Since 1945 the objective of U.S. grand strategy—consistently pursued by Democratic and Republican administrations alike—has been to obtain preponderant power in the international system. We succeeded in creating the Pax Americana because it enjoyed (to use Trubowitz’s term) enormous geopolitical slack thanks to our military capabilities, geographical advantages, and international economic dominance. The more powerful states are, the more ambitious their grand strategies will be, and since 1945 the United States has used its military and economic power to establish, and maintain, hegemony over the three regions that have mattered most to it strategically: Europe, East Asia, and the Persian Gulf. American power, not executive choice theory’s domestic variables, explains the unbroken continuity in U.S. grand strategic aims since World War II.

To be sure, Trubowitz is correct to remind us that both Realpolitik and Innenpolitik drive U.S. grand strategy. But his model does a poor job of capturing the salient Innenpolitik features of postwar grand strategy, which has been fundamentally guided neither by electoral politics nor by guns-or-butter preferences. Trubowitz overlooks an important point: Postwar presidents have not been free agents in the realm of grand strategy. Their maneuvering room is sharply circumscribed by powerful bureaucracies and elites that determine the broad contours of grand strategy. As Michael Mandelbaum has pointed out, the foreign policy elite defines the “tacit boundaries” that “determine what may be legitimately proposed and carried out to further the national interests of the United States.” 

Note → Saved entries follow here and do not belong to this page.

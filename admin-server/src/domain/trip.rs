//! Trip and trip schedule types.

use std::fmt;

/// Error returned when parsing an invalid trip code.
#[derive(Debug, Clone, PartialEq, Eq, thiserror::Error)]
#[error("invalid trip code: {reason}")]
pub struct InvalidTripCode {
    reason: &'static str,
}

/// Longest trip code the create/edit form accepts.
const MAX_CODE_LEN: usize = 64;

/// A trip's short code (e.g. "SGN-DL-01").
///
/// Codes are free-form but must be non-empty after trimming and fit in
/// [`MAX_CODE_LEN`] characters. Surrounding whitespace is stripped.
///
/// # Examples
///
/// ```
/// use admin_server::domain::TripCode;
///
/// let code = TripCode::parse("  SGN-DL-01 ").unwrap();
/// assert_eq!(code.as_str(), "SGN-DL-01");
///
/// assert!(TripCode::parse("").is_err());
/// assert!(TripCode::parse("   ").is_err());
/// ```
#[derive(Debug, Clone, PartialEq, Eq, Hash)]
pub struct TripCode(String);

impl TripCode {
    /// Parse a trip code, trimming surrounding whitespace.
    pub fn parse(s: &str) -> Result<Self, InvalidTripCode> {
        let trimmed = s.trim();

        if trimmed.is_empty() {
            return Err(InvalidTripCode {
                reason: "must not be empty",
            });
        }

        if trimmed.chars().count() > MAX_CODE_LEN {
            return Err(InvalidTripCode {
                reason: "too long",
            });
        }

        Ok(TripCode(trimmed.to_string()))
    }

    /// Returns the code as a string slice.
    pub fn as_str(&self) -> &str {
        &self.0
    }
}

impl fmt::Display for TripCode {
    fn fmt(&self, f: &mut fmt::Formatter<'_>) -> fmt::Result {
        f.write_str(&self.0)
    }
}

/// Error returned when parsing an invalid bus type.
#[derive(Debug, Clone, PartialEq, Eq, thiserror::Error)]
#[error("invalid bus type: {value}")]
pub struct InvalidBusType {
    value: String,
}

/// The vehicle class a schedule runs with.
#[derive(Debug, Clone, Copy, PartialEq, Eq, Hash)]
pub enum BusType {
    Seat,
    Bed,
    Limousine,
}

impl BusType {
    /// All bus types, in the order forms present them.
    pub const ALL: [BusType; 3] = [BusType::Seat, BusType::Bed, BusType::Limousine];

    /// Parse a bus type from its wire representation.
    pub fn parse(s: &str) -> Result<Self, InvalidBusType> {
        match s {
            "SEAT" => Ok(BusType::Seat),
            "BED" => Ok(BusType::Bed),
            "LIMOUSINE" => Ok(BusType::Limousine),
            other => Err(InvalidBusType {
                value: other.to_string(),
            }),
        }
    }

    /// Returns the wire representation.
    pub fn as_str(&self) -> &'static str {
        match self {
            BusType::Seat => "SEAT",
            BusType::Bed => "BED",
            BusType::Limousine => "LIMOUSINE",
        }
    }

    /// Human-readable label for display.
    pub fn label(&self) -> &'static str {
        match self {
            BusType::Seat => "Seating coach",
            BusType::Bed => "Sleeper coach",
            BusType::Limousine => "Limousine",
        }
    }
}

impl fmt::Display for BusType {
    fn fmt(&self, f: &mut fmt::Formatter<'_>) -> fmt::Result {
        f.write_str(self.as_str())
    }
}

/// Error returned when parsing an invalid schedule status.
#[derive(Debug, Clone, PartialEq, Eq, thiserror::Error)]
#[error("invalid schedule status: {value}")]
pub struct InvalidScheduleStatus {
    value: String,
}

/// Whether a trip schedule is open for sale.
#[derive(Debug, Clone, Copy, PartialEq, Eq, Hash)]
pub enum ScheduleStatus {
    Active,
    Inactive,
}

impl ScheduleStatus {
    /// Parse a status from its wire representation.
    pub fn parse(s: &str) -> Result<Self, InvalidScheduleStatus> {
        match s {
            "ACTIVE" => Ok(ScheduleStatus::Active),
            "INACTIVE" => Ok(ScheduleStatus::Inactive),
            other => Err(InvalidScheduleStatus {
                value: other.to_string(),
            }),
        }
    }

    /// Returns the wire representation.
    pub fn as_str(&self) -> &'static str {
        match self {
            ScheduleStatus::Active => "ACTIVE",
            ScheduleStatus::Inactive => "INACTIVE",
        }
    }
}

impl fmt::Display for ScheduleStatus {
    fn fmt(&self, f: &mut fmt::Formatter<'_>) -> fmt::Result {
        f.write_str(self.as_str())
    }
}

#[cfg(test)]
mod tests {
    use super::*;

    #[test]
    fn trip_code_trims() {
        let code = TripCode::parse("  SGN-DL-01  ").unwrap();
        assert_eq!(code.as_str(), "SGN-DL-01");
    }

    #[test]
    fn trip_code_rejects_empty() {
        assert!(TripCode::parse("").is_err());
        assert!(TripCode::parse("   ").is_err());
        assert!(TripCode::parse("\t\n").is_err());
    }

    #[test]
    fn trip_code_rejects_too_long() {
        let long = "X".repeat(MAX_CODE_LEN + 1);
        assert!(TripCode::parse(&long).is_err());

        let max = "X".repeat(MAX_CODE_LEN);
        assert!(TripCode::parse(&max).is_ok());
    }

    #[test]
    fn trip_code_display() {
        let code = TripCode::parse("HAN-HP").unwrap();
        assert_eq!(format!("{}", code), "HAN-HP");
    }

    #[test]
    fn bus_type_parse() {
        assert_eq!(BusType::parse("SEAT").unwrap(), BusType::Seat);
        assert_eq!(BusType::parse("BED").unwrap(), BusType::Bed);
        assert_eq!(BusType::parse("LIMOUSINE").unwrap(), BusType::Limousine);
        assert!(BusType::parse("seat").is_err());
        assert!(BusType::parse("COACH").is_err());
    }

    #[test]
    fn bus_type_roundtrip() {
        for t in BusType::ALL {
            assert_eq!(BusType::parse(t.as_str()).unwrap(), t);
        }
    }

    #[test]
    fn schedule_status_parse() {
        assert_eq!(
            ScheduleStatus::parse("ACTIVE").unwrap(),
            ScheduleStatus::Active
        );
        assert_eq!(
            ScheduleStatus::parse("INACTIVE").unwrap(),
            ScheduleStatus::Inactive
        );
        assert!(ScheduleStatus::parse("PAUSED").is_err());
    }
}
//! Conversion from gateway wire types to validated domain types.
//!
//! The gateway is a black box: anything it sends is re-validated here before
//! the rest of the crate touches it.

use crate::domain::{ArrivalTime, TransitType, WalletStatus};
use crate::editor::{LoadedTransit, PointSnapshot};

use super::types::{TripDetailsDto, TripTransitDto, WalletCommandDto};

/// Error converting a gateway response into domain types.
#[derive(Debug, Clone, PartialEq, Eq, thiserror::Error)]
pub enum ConvertError {
    #[error("transit {index}: {source}")]
    ArrivalTime {
        index: usize,
        source: crate::domain::InvalidArrivalTime,
    },

    #[error("transit {index}: {source}")]
    TransitType {
        index: usize,
        source: crate::domain::InvalidTransitType,
    },

    #[error("wallet command {id}: {source}")]
    WalletStatus {
        id: String,
        source: crate::domain::InvalidWalletStatus,
    },
}

/// Convert a trip's transits into editor inputs, preserving server order.
pub fn loaded_transits(trip: &TripDetailsDto) -> Result<Vec<LoadedTransit>, ConvertError> {
    trip.trip_transits
        .iter()
        .enumerate()
        .map(|(index, t)| convert_transit(t, index))
        .collect()
}

fn convert_transit(dto: &TripTransitDto, index: usize) -> Result<LoadedTransit, ConvertError> {
    let arrival_time = ArrivalTime::parse(&dto.arrival_time)
        .map_err(|source| ConvertError::ArrivalTime { index, source })?;
    let transit_type = TransitType::parse(&dto.transit_type)
        .map_err(|source| ConvertError::TransitType { index, source })?;

    // The display snapshot may be absent on freshly imported data; an empty
    // snapshot renders as an unnamed stop rather than failing the load.
    let point = dto
        .transit_point
        .as_ref()
        .map(|p| PointSnapshot {
            name: p.name.clone(),
            address: p.address.clone(),
        })
        .unwrap_or_else(|| PointSnapshot {
            name: String::new(),
            address: String::new(),
        });

    Ok(LoadedTransit {
        id: dto.id.clone(),
        transit_point_id: dto.transit_point_id.clone(),
        point,
        arrival_time,
        transit_type,
    })
}

/// Parse a wallet command's status field.
pub fn wallet_status(dto: &WalletCommandDto) -> Result<WalletStatus, ConvertError> {
    WalletStatus::parse(&dto.status).map_err(|source| ConvertError::WalletStatus {
        id: dto.id.clone(),
        source,
    })
}
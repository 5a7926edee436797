//! Booking status type.

use std::fmt;

/// Error returned when parsing an invalid booking status.
#[derive(Debug, Clone, PartialEq, Eq, thiserror::Error)]
#[error("invalid booking status: {value}")]
pub struct InvalidBookingStatus {
    value: String,
}

/// Payment lifecycle status of a booking.
#[derive(Debug, Clone, Copy, PartialEq, Eq, Hash)]
pub enum BookingStatus {
    WaitToPay,
    OutOfPay,
    Payed,
    Returned,
    Failed,
}

impl BookingStatus {
    /// All statuses, in the order the filter presents them.
    pub const ALL: [BookingStatus; 5] = [
        BookingStatus::WaitToPay,
        BookingStatus::OutOfPay,
        BookingStatus::Payed,
        BookingStatus::Returned,
        BookingStatus::Failed,
    ];

    /// Parse a status from its wire representation.
    pub fn parse(s: &str) -> Result<Self, InvalidBookingStatus> {
        match s {
            "WAIT_TO_PAY" => Ok(BookingStatus::WaitToPay),
            "OUT_OF_PAY" => Ok(BookingStatus::OutOfPay),
            "PAYED" => Ok(BookingStatus::Payed),
            "RETURNED" => Ok(BookingStatus::Returned),
            "FAILED" => Ok(BookingStatus::Failed),
            other => Err(InvalidBookingStatus {
                value: other.to_string(),
            }),
        }
    }

    /// Returns the wire representation.
    pub fn as_str(&self) -> &'static str {
        match self {
            BookingStatus::WaitToPay => "WAIT_TO_PAY",
            BookingStatus::OutOfPay => "OUT_OF_PAY",
            BookingStatus::Payed => "PAYED",
            BookingStatus::Returned => "RETURNED",
            BookingStatus::Failed => "FAILED",
        }
    }

    /// Human-readable label for display.
    pub fn label(&self) -> &'static str {
        match self {
            BookingStatus::WaitToPay => "Awaiting payment",
            BookingStatus::OutOfPay => "Payment expired",
            BookingStatus::Payed => "Paid",
            BookingStatus::Returned => "Refunded",
            BookingStatus::Failed => "Failed",
        }
    }
}

impl fmt::Display for BookingStatus {
    fn fmt(&self, f: &mut fmt::Formatter<'_>) -> fmt::Result {
        f.write_str(self.as_str())
    }
}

The remarkable consistency of postwar grand strategy is attributable to the fact that the American foreign policy elite is bipartisan and shares a common vision of America’s world role. The embrace of a grand strategy of hegemony is explained by our commitment to Wilsonian ideology (democracy and an open international economy) and the outward-looking economic interests that are important bases of support for both parties. And Trubowitz’s discussion of grand strategy under Bill Clinton and George W. Bush illustrates executive choice theory’s shortcomings: Citing the Clinton administration as an example of strategic “under-reach,” Trubowitz argues that Clinton sought to downplay external ambitions for domestic reasons. But the facts belie this interpretation. During the Clinton years, the foreign policy establishment was determined to use the massive augmentation of our relative power (resulting from the Soviet Union’s collapse) to widen both the geographical and ideological scope of American power through NATO expansion and the policy of democratic enlargement. Under Clinton, the United States engaged in two Balkan military interventions to revive NATO—the instrument of American hegemony in Europe—and rescue the alliance from post-Cold War irrelevance.

Trubowitz also unfairly overstates the role of domestic politics in driving George W. Bush’s grand strategy, especially the war on terror and the invasion of Iraq. To be sure, there is much to criticize about the Bush II administration’s grand strategy; but Trubowitz errs in claiming that it was driven primarily by considerations of electoral advantage. In the aftermath of 9/11, Karl Rove may have thought that the GOP could use the club of “national security” to get the political upper hand on the Democrats, but that is not the reason why the Bush administration prosecuted the war on terror. (Al Gore doubtless would have done something similar in response to 9/11.)